Goal of the exercise: Each entry below is to be transcribed exactly.

Start of Block

//! Built-in commands and callbacks every host gets from
//! [`HostCatalog::with_builtins`].

use super::{HostCatalog, NativeResult, Runtime};
use crate::command::{self, CallPlan, MemberRef};
use ms_common::{ClassName, Failure, FailureKind, Value};
use ms_common::failure::origin_of;
use serde::de::DeserializeOwned;
use std::panic::Location;

pub(super) fn register(catalog: HostCatalog) -> HostCatalog {
    catalog
        .command(command::CALL, call)
        .command(command::READ_CONST, read_const)
        .command(command::READ_STATIC, read_static)
        .command(command::READ_PROPERTY, read_property)
        .callback("return_receiver", return_receiver)
        .callback("return_args", return_args)
        .callback("return_captured", return_captured)
}

/// Decode captured command input. A failure points at the caller.
#[track_caller]
pub fn decode_captured<T: DeserializeOwned>(what: &str, captured: &serde_json::Value) -> Result<T, Failure> {
    let caller = Location::caller();
    serde_json::from_value(captured.clone()).map_err(|e| {
        Failure::new(
            FailureKind::InvalidArgument,
            format!("malformed input for {what}: {e}"),
        )
        .with_origin(origin_of(caller))
    })
}

fn values(args: &[serde_json::Value]) -> ms_common::Result<Vec<Value>> {
    args.iter().map(|arg| Value::from_json(arg, "call argument")).collect()
}

fn call(rt: &mut Runtime, captured: &serde_json::Value) -> NativeResult {
    let plan: CallPlan = decode_captured("call", captured)?;
    let class = ClassName::parse(&plan.class)?;
    let mut value = rt.call_static(&class, &plan.method, values(&plan.args)?)?;
    for step in plan.chain {
        value = rt.call(&value, &step.method, values(&step.args)?)?;
    }
    Ok(value)
}

fn member(captured: &serde_json::Value, what: &str) -> Result<(ClassName, String), Failure> {
    let member: MemberRef = decode_captured(what, captured)?;
    Ok((ClassName::parse(&member.class)?, member.name))
}

fn read_const(rt: &mut Runtime, captured: &serde_json::Value) -> NativeResult {
    let (class, name) = member(captured, "const")?;
    rt.get_const(&class, &name)
}

fn read_static(rt: &mut Runtime, captured: &serde_json::Value) -> NativeResult {
    let (class, name) = member(captured, "static")?;
    rt.get_static(&class, &name)
}

fn read_property(rt: &mut Runtime, captured: &serde_json::Value) -> NativeResult {
    let (class, name) = member(captured, "property")?;
    let obj = rt.instantiate(&class)?;
    rt.get_property(obj, &name)
}

fn return_receiver(
    _rt: &mut Runtime,
    receiver: Value,
    _args: Vec<Value>,
    _captured: &serde_json::Value,
) -> NativeResult {
    Ok(receiver)
}

fn return_args(
    _rt: &mut Runtime,
    _receiver: Value,
    args: Vec<Value>,
    _captured: &serde_json::Value,
) -> NativeResult {
    Ok(Value::List(args))
}

fn return_captured(
    _rt: &mut Runtime,
    _receiver: Value,
    _args: Vec<Value>,
    captured: &serde_json::Value,
) -> NativeResult {
    Ok(Value::from_json(captured, "captured value")?)
}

End of Block

Written response:
//! Built-in commands and callbacks every host gets from
//! [`HostCatalog::with_builtins`].

use super::{HostCatalog, NativeResult, Runtime};
use crate::command::{self, CallPlan, MemberRef};
use ms_common::{ClassName, Failure, FailureKind, Value};
use ms_common::failure::origin_of;
use serde::de::DeserializeOwned;
use std::panic::Location;

pub(super) fn register(catalog: HostCatalog) -> HostCatalog {
    catalog
        .command(command::CALL, call)
        .command(command::READ_CONST, read_const)
        .command(command::READ_STATIC, read_static)
        .command(command::READ_PROPERTY, read_property)
        .callback("return_receiver", return_receiver)
        .callback("return_args", return_args)
        .callback("return_captured", return_captured)
}

/// Decode captured command input. A failure points at the caller.
#[track_caller]
pub fn decode_captured<T: DeserializeOwned>(what: &str, captured: &serde_json::Value) -> Result<T, Failure> {
    let caller = Location::caller();
    serde_json::from_value(captured.clone()).map_err(|e| {
        Failure::new(
            FailureKind::InvalidArgument,
            format!("malformed input for {what}: {e}"),
        )
        .with_origin(origin_of(caller))
    })
}

fn values(args: &[serde_json::Value]) -> ms_common::Result<Vec<Value>> {
    args.iter().map(|arg| Value::from_json(arg, "call argument")).collect()
}

fn call(rt: &mut Runtime, captured: &serde_json::Value) -> NativeResult {
    let plan: CallPlan = decode_captured("call", captured)?;
    let class = ClassName::parse(&plan.class)?;
    let mut value = rt.call_static(&class, &plan.method, values(&plan.args)?)?;
    for step in plan.chain {
        value = rt.call(&value, &step.method, values(&step.args)?)?;
    }
    Ok(value)
}

fn member(captured: &serde_json::Value, what: &str) -> Result<(ClassName, String), Failure> {
    let member: MemberRef = decode_captured(what, captured)?;
    Ok((ClassName::parse(&member.class)?, member.name))
}

fn read_const(rt: &mut Runtime, captured: &serde_json::Value) -> NativeResult {
    let (class, name) = member(captured, "const")?;
    rt.get_const(&class, &name)
}

fn read_static(rt: &mut Runtime, captured: &serde_json::Value) -> NativeResult {
    let (class, name) = member(captured, "static")?;
    rt.get_static(&class, &name)
}

fn read_property(rt: &mut Runtime, captured: &serde_json::Value) -> NativeResult {
    let (class, name) = member(captured, "property")?;
    let obj = rt.instantiate(&class)?;
    rt.get_property(obj, &name)
}

fn return_receiver(
    _rt: &mut Runtime,
    receiver: Value,
    _args: Vec<Value>,
    _captured: &serde_json::Value,
) -> NativeResult {
    Ok(receiver)
}

fn return_args(
    _rt: &mut Runtime,
    _receiver: Value,
    args: Vec<Value>,
    _captured: &serde_json::Value,
) -> NativeResult {
    Ok(Value::List(args))
}

fn return_captured(
    _rt: &mut Runtime,
    _receiver: Value,
    _args: Vec<Value>,
    captured: &serde_json::Value,
) -> NativeResult {
    Ok(Value::from_json(captured, "captured value")?)
}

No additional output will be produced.